Taxes 2013: Why Tax Reform Won't Be Enough to Solve Our Fiscal Crisis

Impact

The U.S. tax code is a mess. According to the National Taxpayer Advocate's 2012 Annual Report to Congress, Americans spend 6.1 billion hours each year complying with a tax code almost 4 million words long. More than half of Americans are forced to pay someone else to do their taxes, but even these professional have trouble understanding the law, as studies repeatedly show an alarming error rate among preparers.

Even worse, the current tax code is economically destructive. Special interest carve outs and loopholes distort behavior by favoring certain activities over others. The double taxation of savings and investment similarly encourages people to spend and accumulate debt, reducing the available pool of capital to expand businesses and grow the economy.

There is every reason to reform the U.S. tax code, but little reason to suspect that politicians are prepared to do so in a sensible way. And even if they did, it wouldn't solve the debt crisis.

The goal of tax policy should simply be to raise enough revenue to fund the necessary function of government while do as little damage to the economy as possible, and the tax code shouldn't be used to entice certain behavior that politicians find desirable. Thus the objective should be to establish a system with low marginal tax rates to minimize penalties on work, entrepreneurship and other productive behavior – such as with a flat tax or national sales tax – no double taxation of savings and investment, and no distortionary loopholes. But I fear that any package able to navigate the current political and partisan landscape is unlikely to contain these features.

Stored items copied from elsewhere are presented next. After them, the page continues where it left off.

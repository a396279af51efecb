use std::sync::LazyLock;

use regex::Regex;

use crate::parsing::{
    inline::{
        cursor::Cursor,
        detect::Detector,
        types::{InlineKind, InlinePayload, InlineSpan},
    },
    rope::span::Span,
};

// Link text must be non-empty; `[](x)` stays plain text. No nested
// brackets, which also keeps `[[page]]` out of this pattern.
static LINK_PATTERN: LazyLock<Regex> =
    LazyLock::new(|| Regex::new(r"\[([^\[\]]+)\]\(([^()\s]*)\)").unwrap());

/// Wiki-style page link delimiters.
pub struct WikiLink;

impl WikiLink {
    pub const OPEN: &'static [u8; 2] = b"[[";
    pub const CLOSE: &'static [u8; 2] = b"]]";
    pub const ALIAS: u8 = b'|';
}

/// Detects `[text](url)` links and `[[page]]` / `[[page|alias]]` page links.
pub struct LinkDetector;

impl Detector for LinkDetector {
    fn detect(&self, line: &str) -> Vec<InlineSpan> {
        let mut out = Vec::new();

        for caps in LINK_PATTERN.captures_iter(line) {
            let (Some(all), Some(text), Some(url)) = (caps.get(0), caps.get(1), caps.get(2)) else {
                continue;
            };
            // `![alt](url)` belongs to the image detector.
            if all.start() > 0 && line.as_bytes()[all.start() - 1] == b'!' {
                continue;
            }
            if text.as_str().trim().is_empty() {
                continue;
            }
            out.push(InlineSpan {
                kind: InlineKind::Link,
                full: Span::new(all.start(), all.end()),
                markers: [
                    Span::new(all.start(), text.start()),
                    Span::new(text.end(), all.end()),
                ],
                content: Span::new(text.start(), text.end()),
                payload: InlinePayload::Url(url.as_str().to_string()),
            });
        }

        let mut cur = Cursor::new(line);
        while !cur.eof() {
            if let Some(span) = try_parse_wikilink(&mut cur) {
                out.push(span);
                continue;
            }
            cur.bump();
        }

        out.sort_by_key(|s| s.full.start);
        out
    }
}

/// Attempts to parse a page link starting at the current position.
///
/// Returns `None` if not at `[[`, if the link isn't closed, or if the target
/// or alias is empty. On failure, cursor position is restored.
fn try_parse_wikilink(cur: &mut Cursor<'_>) -> Option<InlineSpan> {
    if !cur.starts_with(WikiLink::OPEN) {
        return None;
    }

    let saved = cur.clone();
    let start = cur.pos();
    cur.bump_n(WikiLink::OPEN.len());
    let target_start = cur.pos();

    while !cur.eof() && cur.peek() != Some(WikiLink::ALIAS) && !cur.starts_with(WikiLink::CLOSE) {
        cur.bump();
    }
    let target_end = cur.pos();

    let mut alias = None;
    if cur.peek() == Some(WikiLink::ALIAS) {
        cur.bump();
        let alias_start = cur.pos();
        while !cur.eof() && !cur.starts_with(WikiLink::CLOSE) {
            cur.bump();
        }
        alias = Some(Span::new(alias_start, cur.pos()));
    }

    let target = Span::new(target_start, target_end);
    let shown = alias.unwrap_or(target);
    if !cur.starts_with(WikiLink::CLOSE) || target.is_empty() || shown.is_empty() {
        *cur = saved;
        return None;
    }
    cur.bump_n(WikiLink::CLOSE.len());
    let end = cur.pos();

    Some(InlineSpan {
        kind: InlineKind::PageLink,
        full: Span::new(start, end),
        markers: [
            Span::new(start, shown.start),
            Span::new(shown.end, end),
        ],
        content: shown,
        payload: InlinePayload::Page(cur.s[target.start..target.end].trim().to_string()),
    })
}
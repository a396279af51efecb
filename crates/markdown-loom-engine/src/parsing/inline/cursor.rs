/// A byte cursor over one line of text.
///
/// Scanners only ever look at ASCII delimiters, so stepping byte by byte is
/// safe: every span the cursor hands out starts and ends on an ASCII byte or
/// the line boundary, which are always char boundaries.
#[derive(Clone)]
pub struct Cursor<'a> {
    /// The line being scanned.
    pub s: &'a str,
    /// Current index into `s`.
    pub i: usize,
}

impl<'a> Cursor<'a> {
    pub fn new(s: &'a str) -> Self {
        Self { s, i: 0 }
    }

    pub fn pos(&self) -> usize {
        self.i
    }

    pub fn eof(&self) -> bool {
        self.i >= self.s.len()
    }

    /// Peeks at the current byte without advancing.
    pub fn peek(&self) -> Option<u8> {
        self.s.as_bytes().get(self.i).copied()
    }

    /// The byte just before the cursor.
    pub fn prev(&self) -> Option<u8> {
        self.i
            .checked_sub(1)
            .and_then(|p| self.s.as_bytes().get(p).copied())
    }

    /// Checks if the remaining input starts with the given byte pattern.
    pub fn starts_with(&self, pat: &[u8]) -> bool {
        self.s
            .as_bytes()
            .get(self.i..)
            .is_some_and(|rest| rest.starts_with(pat))
    }

    /// Advances by one byte, returning the consumed byte.
    pub fn bump(&mut self) -> Option<u8> {
        let b = self.peek()?;
        self.i += 1;
        Some(b)
    }

    /// Advances by `n` bytes, stopping at the end of the line.
    pub fn bump_n(&mut self, n: usize) {
        self.i = (self.i + n).min(self.s.len());
    }

    /// Length of the run of `b` starting at the cursor.
    pub fn run_of(&self, b: u8) -> usize {
        self.s.as_bytes()[self.i.min(self.s.len())..]
            .iter()
            .take_while(|&&c| c == b)
            .count()
    }

    /// Index of the next occurrence of `pat` at or after the cursor.
    pub fn find(&self, pat: &[u8]) -> Option<usize> {
        let rest = self.s.as_bytes().get(self.i..)?;
        if pat.is_empty() || rest.len() < pat.len() {
            return None;
        }
        rest.windows(pat.len())
            .position(|w| w == pat)
            .map(|p| self.i + p)
    }
}
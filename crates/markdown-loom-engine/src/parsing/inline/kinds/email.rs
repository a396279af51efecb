use std::sync::LazyLock;

use regex::Regex;

use crate::parsing::{
    inline::{
        detect::Detector,
        types::{InlineKind, InlinePayload, InlineSpan},
    },
    rope::span::Span,
};

static EMAIL_PATTERN: LazyLock<Regex> =
    LazyLock::new(|| Regex::new(r"[a-zA-Z0-9._%+-]+@[a-zA-Z0-9.-]+\.[a-zA-Z]{2,}").unwrap());

/// Detects bare email addresses.
pub struct EmailDetector;

impl Detector for EmailDetector {
    fn detect(&self, line: &str) -> Vec<InlineSpan> {
        EMAIL_PATTERN
            .find_iter(line)
            .map(|m| {
                InlineSpan::bare(
                    InlineKind::Email,
                    Span::new(m.start(), m.end()),
                    InlinePayload::Email(m.as_str().to_string()),
                )
            })
            .collect()
    }
}
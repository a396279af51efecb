//! # Editing
//!
//! The document model and everything that changes it.
//!
//! - **`document`**: `Document`, an `xi_rope::Rope` buffer with a version,
//!   a selection and undo history
//! - **`snapshot`**: `DocSnapshot`, the immutable (id, version, rope) view
//!   every recompute reads from
//! - **`transaction`**: `Transaction` and `Change`, compiled to one xi-rope
//!   delta per edit
//! - **`selection`**: `Selection` and `SelectionRange`
//! - **`history`**: undo/redo stacks of inverse transactions
//! - **`lists`**: list structural commands
//! - **`commands`**: the `Cmd` vocabulary and `Document::execute`
//! - **`patch`**: what an applied edit changed
//!
//! Text is stored and saved byte for byte; nothing is ever regenerated
//! from a parsed model.

pub mod commands;
pub mod document;
pub mod error;
pub mod history;
pub mod lists;
pub mod patch;
pub mod selection;
pub mod snapshot;
pub mod transaction;

pub use commands::Cmd;
pub use document::Document;
pub use error::EngineError;
pub use history::History;
pub use patch::Patch;
pub use selection::{Selection, SelectionRange};
pub use snapshot::{DocSnapshot, DocumentId, Revision};
pub use transaction::{Change, Transaction};
use std::sync::LazyLock;

use regex::Regex;

use crate::parsing::rope::span::Span;

// One to six markers and a single separating space. `#foo` is plain text.
static HEADING_PATTERN: LazyLock<Regex> = LazyLock::new(|| Regex::new(r"^(#{1,6}) ").unwrap());

/// ATX heading syntax (`#` .. `######`).
pub struct Heading;

/// A heading line split into its parts (line-local byte spans).
#[derive(Debug, Clone, Copy, PartialEq, Eq)]
pub struct HeadingMatch {
    pub level: u8,
    /// The `#` run plus its separating space.
    pub marker: Span,
    /// Heading text after the marker.
    pub content: Span,
}

impl Heading {
    pub const MARKER: char = '#';
    pub const MAX_LEVEL: u8 = 6;

    pub fn parse(line: &str) -> Option<HeadingMatch> {
        let caps = HEADING_PATTERN.captures(line)?;
        let hashes = caps.get(1)?;
        let marker_end = hashes.end() + 1;
        Some(HeadingMatch {
            level: hashes.len() as u8,
            marker: Span::new(0, marker_end),
            content: Span::new(marker_end, line.len()),
        })
    }
}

It's true that many lawmakers are talking tax reform. House Ways and Means Chairman Dave Camp (R-Mich.) has long sought tax reform, and is feeling pressure to act soon due to the fact that Republican House rules will force the chairman of the powerful committee out of his post after the 113th Congress – though Representative Paul Ryan (R-Wisc.) received a waiver to the term limit rules after the last Congress. With the threat of losing the prime tax writing Chairmanship looming, Camp is determined to pursue comprehensive reform, and has recently announced the formation of 11 separate Working Groups to tackle different aspects of the code. Though it's unclear whether House leadership is willing to bring any reform package to a vote.

Republicans are weary of negotiating with President Obama, who along with his Senate colleagues has made clear that Democrats view "tax reform" to be synonymous with "tax increase." Already smarting over their inability to secure real spending cuts in exchange for tax hikes, Republicans see little to be gained by opening up the entire tax code for revision while a tax and spend president occupies the oval office.

But even if the perfect tax reform package emerged it wouldn't solve the nation's debt crisis, which is actually just a symptom of Washington's spending problem. As high tax European nations have demonstrated with their own debt crises, there is no amount of revenue capable of satisfying an unrestrained political desire to spend other people's money in pursuit of votes.

The spending problem is itself in large part an entitlement problem.

Entitlements have grown from less than half of total federal outlays just 20 years ago to almost 62% in 2012, and it's only going to get worse. The three major mandatory spending programs – Social Security, Medicare, Medicaid – along with the president's new health care entitlement, are primarily responsible for projected spending growth, and by mid-century those three programs alone will eat up over 18% of the nation's economic output. Mandatory spending is also crowding out other priorities, and by 2040 is projected along with interest payments to consume 82% of the total budget.

The debt crisis is an entitlement and spending crisis, and can only be solved by addressing those issues. Tax reform is sorely needing, but it is not sufficient for achieving fiscal sustainability. That will require real spending restraint and significant entitlement reform.